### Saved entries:
== Segment start ==

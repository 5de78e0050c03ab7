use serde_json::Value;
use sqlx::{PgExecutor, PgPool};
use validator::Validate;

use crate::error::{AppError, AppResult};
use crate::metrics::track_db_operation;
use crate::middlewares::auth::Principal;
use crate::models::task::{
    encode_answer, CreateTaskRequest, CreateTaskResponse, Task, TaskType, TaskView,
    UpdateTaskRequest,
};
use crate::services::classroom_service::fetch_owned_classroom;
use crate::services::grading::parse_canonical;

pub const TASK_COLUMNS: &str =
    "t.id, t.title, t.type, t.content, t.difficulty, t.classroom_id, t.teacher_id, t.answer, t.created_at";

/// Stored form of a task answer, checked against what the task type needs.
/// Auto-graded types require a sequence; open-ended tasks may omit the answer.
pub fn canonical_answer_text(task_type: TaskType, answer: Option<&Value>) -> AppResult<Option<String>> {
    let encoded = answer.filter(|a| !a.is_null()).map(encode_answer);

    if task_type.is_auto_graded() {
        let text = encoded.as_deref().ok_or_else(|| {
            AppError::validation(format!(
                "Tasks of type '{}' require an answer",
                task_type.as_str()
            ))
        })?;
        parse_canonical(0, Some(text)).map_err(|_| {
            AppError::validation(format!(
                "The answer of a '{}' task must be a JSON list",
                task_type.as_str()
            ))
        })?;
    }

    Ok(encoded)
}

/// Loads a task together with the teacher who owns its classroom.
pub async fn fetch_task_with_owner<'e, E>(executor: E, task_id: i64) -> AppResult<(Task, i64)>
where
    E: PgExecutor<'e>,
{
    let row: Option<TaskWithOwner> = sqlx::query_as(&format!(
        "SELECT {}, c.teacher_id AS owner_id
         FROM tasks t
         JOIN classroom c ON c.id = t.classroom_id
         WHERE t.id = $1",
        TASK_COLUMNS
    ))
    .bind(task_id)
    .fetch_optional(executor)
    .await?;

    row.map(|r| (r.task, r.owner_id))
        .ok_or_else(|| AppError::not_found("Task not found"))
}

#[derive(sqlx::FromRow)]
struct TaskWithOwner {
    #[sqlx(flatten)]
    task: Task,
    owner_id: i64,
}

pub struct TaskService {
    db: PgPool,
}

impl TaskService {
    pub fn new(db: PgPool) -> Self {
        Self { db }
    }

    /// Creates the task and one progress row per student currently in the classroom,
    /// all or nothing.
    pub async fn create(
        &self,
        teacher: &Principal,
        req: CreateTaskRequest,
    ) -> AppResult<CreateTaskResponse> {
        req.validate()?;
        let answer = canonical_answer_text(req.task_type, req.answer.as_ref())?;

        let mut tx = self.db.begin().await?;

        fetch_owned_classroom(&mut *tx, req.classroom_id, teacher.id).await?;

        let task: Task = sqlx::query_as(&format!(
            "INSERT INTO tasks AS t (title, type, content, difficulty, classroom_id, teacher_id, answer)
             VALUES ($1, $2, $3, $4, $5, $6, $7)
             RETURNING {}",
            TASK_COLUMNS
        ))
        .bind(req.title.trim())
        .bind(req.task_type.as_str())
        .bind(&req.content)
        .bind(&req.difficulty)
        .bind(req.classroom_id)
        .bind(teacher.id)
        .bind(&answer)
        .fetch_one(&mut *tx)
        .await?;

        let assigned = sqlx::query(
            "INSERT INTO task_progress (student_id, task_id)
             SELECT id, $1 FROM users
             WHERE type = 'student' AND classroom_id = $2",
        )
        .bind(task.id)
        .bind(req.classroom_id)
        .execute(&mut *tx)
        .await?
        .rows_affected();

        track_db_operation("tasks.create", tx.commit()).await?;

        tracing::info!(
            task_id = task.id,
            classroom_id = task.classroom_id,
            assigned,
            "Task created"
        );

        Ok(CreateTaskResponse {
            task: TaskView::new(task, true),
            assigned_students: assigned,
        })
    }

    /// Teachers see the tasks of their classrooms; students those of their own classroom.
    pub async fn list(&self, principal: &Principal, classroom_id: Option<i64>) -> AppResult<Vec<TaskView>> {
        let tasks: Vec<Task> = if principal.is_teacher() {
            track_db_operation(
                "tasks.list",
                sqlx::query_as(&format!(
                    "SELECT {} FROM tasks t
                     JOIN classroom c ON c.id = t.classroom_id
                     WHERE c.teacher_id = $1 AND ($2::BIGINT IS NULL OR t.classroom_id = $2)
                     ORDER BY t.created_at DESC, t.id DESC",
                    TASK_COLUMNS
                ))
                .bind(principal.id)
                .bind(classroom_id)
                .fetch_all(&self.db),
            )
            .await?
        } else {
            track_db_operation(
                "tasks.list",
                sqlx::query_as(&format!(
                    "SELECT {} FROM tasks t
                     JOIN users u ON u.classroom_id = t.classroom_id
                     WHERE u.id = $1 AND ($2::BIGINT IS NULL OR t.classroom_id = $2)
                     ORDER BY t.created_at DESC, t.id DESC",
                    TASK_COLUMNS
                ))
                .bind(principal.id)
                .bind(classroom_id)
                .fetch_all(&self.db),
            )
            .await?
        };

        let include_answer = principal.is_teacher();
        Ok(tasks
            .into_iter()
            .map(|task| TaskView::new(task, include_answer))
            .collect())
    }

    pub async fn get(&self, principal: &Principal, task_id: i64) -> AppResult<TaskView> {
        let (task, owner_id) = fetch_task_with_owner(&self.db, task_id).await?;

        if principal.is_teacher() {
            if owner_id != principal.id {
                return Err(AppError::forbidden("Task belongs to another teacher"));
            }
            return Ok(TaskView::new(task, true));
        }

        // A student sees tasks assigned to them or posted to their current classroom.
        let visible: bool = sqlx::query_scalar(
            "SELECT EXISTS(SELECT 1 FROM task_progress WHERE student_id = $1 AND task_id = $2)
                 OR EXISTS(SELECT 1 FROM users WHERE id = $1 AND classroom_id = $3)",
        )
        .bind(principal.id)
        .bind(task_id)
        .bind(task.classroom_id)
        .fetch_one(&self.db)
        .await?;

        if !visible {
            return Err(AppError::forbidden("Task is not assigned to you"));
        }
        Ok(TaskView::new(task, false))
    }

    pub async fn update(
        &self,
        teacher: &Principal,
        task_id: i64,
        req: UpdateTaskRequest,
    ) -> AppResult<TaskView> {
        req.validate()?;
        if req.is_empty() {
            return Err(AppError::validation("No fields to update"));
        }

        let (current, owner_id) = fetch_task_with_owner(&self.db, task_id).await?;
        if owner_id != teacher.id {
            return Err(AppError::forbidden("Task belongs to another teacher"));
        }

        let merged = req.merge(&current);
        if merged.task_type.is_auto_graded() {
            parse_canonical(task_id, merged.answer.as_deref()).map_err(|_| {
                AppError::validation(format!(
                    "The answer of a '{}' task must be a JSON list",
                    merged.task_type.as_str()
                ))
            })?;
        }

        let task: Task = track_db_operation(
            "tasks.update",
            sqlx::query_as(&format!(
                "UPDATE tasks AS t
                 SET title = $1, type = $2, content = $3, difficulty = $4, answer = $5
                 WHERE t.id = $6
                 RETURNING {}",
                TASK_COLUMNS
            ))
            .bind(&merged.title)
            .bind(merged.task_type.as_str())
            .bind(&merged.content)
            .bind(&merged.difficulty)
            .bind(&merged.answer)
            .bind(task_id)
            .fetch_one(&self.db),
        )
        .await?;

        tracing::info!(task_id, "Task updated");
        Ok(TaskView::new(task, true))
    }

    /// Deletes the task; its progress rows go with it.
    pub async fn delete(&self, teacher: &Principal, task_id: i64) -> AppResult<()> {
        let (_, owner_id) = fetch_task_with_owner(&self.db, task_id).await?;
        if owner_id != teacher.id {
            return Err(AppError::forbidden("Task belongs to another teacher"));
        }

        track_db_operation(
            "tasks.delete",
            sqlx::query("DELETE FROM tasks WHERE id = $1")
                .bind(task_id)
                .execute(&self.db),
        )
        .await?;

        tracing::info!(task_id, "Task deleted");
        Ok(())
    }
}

== Segment end ==

### WHAT IS EXPECTED:
Please copy every line in the entries where "encoded" appears.

### ANSWER:
    let encoded = answer.filter(|a| !a.is_null()).map(encode_answer);
        let text = encoded.as_deref().ok_or_else(|| {
    Ok(encoded)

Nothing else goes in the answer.